[PROBLEM STATEMENT]:
Starting at the line with "clippy::panic" and going on through the line with "mod validation;", reproduce each line in the records below exactly and nothing more.

[RECORDS SUPPLIED]:
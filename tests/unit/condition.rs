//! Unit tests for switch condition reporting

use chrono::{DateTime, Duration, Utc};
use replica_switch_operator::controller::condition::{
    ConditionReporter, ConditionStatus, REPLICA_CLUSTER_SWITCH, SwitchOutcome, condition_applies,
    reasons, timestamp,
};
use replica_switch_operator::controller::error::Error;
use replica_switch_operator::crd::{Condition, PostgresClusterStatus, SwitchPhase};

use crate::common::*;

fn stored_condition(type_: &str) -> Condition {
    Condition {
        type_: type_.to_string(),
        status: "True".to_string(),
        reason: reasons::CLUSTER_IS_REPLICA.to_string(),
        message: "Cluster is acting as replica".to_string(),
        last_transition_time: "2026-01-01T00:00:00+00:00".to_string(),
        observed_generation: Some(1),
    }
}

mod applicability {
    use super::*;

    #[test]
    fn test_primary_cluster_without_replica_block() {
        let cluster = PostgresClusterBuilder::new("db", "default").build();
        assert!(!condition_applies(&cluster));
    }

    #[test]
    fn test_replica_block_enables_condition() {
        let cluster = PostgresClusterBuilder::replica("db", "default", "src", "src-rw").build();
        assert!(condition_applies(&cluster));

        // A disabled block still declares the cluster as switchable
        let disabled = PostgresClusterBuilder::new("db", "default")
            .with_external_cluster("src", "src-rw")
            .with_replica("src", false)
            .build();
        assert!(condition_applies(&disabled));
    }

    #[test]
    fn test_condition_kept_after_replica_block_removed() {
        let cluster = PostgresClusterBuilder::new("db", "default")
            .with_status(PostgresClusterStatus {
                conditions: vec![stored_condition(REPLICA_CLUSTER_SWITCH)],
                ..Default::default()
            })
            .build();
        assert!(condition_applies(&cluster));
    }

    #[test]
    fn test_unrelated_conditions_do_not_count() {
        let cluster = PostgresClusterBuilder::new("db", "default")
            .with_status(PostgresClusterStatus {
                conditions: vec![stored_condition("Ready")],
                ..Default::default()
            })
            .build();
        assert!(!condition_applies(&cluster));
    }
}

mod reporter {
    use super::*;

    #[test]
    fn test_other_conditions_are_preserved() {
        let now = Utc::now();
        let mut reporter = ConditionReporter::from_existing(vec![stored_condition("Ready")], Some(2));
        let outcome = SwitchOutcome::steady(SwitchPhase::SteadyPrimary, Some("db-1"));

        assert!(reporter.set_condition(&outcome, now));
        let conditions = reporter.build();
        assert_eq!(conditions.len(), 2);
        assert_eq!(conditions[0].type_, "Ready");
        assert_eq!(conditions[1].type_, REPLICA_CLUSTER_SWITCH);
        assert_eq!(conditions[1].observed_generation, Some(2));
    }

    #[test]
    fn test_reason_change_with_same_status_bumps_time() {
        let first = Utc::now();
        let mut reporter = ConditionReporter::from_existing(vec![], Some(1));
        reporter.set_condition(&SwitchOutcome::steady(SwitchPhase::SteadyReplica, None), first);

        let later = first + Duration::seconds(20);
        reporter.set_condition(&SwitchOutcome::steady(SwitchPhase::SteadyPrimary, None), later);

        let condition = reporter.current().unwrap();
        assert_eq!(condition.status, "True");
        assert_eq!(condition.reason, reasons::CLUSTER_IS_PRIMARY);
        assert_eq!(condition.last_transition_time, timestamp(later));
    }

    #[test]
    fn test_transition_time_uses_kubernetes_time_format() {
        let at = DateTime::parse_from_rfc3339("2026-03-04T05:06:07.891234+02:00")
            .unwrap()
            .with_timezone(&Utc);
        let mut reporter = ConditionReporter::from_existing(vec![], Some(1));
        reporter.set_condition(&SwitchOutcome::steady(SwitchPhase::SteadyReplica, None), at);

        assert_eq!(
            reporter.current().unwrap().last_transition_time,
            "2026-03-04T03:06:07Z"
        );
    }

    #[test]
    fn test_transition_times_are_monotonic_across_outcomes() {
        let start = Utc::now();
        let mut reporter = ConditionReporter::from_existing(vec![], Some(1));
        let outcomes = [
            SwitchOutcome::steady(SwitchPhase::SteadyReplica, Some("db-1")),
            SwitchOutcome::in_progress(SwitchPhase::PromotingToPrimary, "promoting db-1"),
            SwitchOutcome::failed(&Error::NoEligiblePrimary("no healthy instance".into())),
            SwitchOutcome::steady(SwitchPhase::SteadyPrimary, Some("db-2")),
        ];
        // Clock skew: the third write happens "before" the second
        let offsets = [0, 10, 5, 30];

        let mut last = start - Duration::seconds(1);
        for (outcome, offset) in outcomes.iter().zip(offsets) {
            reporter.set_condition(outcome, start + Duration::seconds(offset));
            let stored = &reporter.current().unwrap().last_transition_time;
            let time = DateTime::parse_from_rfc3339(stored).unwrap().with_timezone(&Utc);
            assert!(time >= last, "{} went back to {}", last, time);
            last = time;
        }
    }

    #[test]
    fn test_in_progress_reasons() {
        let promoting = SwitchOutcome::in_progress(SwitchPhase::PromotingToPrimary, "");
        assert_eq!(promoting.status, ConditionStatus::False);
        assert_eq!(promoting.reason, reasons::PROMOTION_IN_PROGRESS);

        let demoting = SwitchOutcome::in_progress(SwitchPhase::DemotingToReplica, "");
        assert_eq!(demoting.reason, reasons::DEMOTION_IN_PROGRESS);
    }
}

--

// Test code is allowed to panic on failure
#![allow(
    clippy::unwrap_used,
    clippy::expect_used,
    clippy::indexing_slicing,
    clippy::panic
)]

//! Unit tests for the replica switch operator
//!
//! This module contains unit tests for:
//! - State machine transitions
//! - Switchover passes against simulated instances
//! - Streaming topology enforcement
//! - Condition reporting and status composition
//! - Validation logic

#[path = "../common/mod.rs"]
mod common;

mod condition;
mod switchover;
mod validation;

* * *

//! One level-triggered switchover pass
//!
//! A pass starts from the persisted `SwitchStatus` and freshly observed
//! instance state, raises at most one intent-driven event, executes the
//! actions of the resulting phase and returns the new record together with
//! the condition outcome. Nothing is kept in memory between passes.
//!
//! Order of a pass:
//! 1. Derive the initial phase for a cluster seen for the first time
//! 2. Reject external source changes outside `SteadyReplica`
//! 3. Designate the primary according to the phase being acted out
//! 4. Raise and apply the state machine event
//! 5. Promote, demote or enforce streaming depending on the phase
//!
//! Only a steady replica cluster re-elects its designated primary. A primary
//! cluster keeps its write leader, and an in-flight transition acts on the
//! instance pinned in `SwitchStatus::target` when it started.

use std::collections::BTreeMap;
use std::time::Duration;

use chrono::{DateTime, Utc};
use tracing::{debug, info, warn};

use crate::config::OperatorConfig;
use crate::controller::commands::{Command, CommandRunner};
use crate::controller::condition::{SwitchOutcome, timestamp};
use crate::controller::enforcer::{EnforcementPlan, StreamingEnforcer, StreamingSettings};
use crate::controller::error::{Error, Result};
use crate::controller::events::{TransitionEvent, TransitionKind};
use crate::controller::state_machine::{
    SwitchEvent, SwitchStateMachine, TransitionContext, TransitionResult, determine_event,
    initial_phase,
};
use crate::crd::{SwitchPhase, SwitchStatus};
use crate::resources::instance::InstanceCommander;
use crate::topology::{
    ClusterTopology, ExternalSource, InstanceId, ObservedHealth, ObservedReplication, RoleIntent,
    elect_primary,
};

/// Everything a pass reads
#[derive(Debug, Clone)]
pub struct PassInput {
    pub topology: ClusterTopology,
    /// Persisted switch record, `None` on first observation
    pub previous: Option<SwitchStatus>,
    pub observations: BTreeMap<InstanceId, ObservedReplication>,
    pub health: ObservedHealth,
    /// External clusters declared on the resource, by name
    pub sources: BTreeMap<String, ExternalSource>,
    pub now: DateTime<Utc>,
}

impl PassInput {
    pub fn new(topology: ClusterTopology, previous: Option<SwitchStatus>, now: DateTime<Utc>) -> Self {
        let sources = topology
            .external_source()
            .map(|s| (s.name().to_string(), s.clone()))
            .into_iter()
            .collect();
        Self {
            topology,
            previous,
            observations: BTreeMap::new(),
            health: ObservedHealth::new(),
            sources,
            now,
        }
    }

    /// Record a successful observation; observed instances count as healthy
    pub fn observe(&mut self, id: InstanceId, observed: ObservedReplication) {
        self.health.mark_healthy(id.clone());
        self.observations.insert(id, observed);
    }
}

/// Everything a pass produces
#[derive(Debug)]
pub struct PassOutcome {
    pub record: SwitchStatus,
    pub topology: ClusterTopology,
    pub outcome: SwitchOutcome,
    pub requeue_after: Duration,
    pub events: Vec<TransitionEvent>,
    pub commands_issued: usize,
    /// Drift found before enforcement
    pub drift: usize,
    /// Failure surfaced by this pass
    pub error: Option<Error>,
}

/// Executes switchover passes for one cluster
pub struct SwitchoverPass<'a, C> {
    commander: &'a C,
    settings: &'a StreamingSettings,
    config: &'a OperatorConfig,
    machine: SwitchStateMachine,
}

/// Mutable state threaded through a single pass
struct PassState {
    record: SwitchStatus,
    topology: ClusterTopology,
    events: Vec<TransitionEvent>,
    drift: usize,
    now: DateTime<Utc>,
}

[EXERCISE ANSWER]:
    clippy::panic
)]

//! Unit tests for the replica switch operator
//!
//! This module contains unit tests for:
//! - State machine transitions
//! - Switchover passes against simulated instances
//! - Streaming topology enforcement
//! - Condition reporting and status composition
//! - Validation logic

#[path = "../common/mod.rs"]
mod common;

mod condition;
mod switchover;
mod validation;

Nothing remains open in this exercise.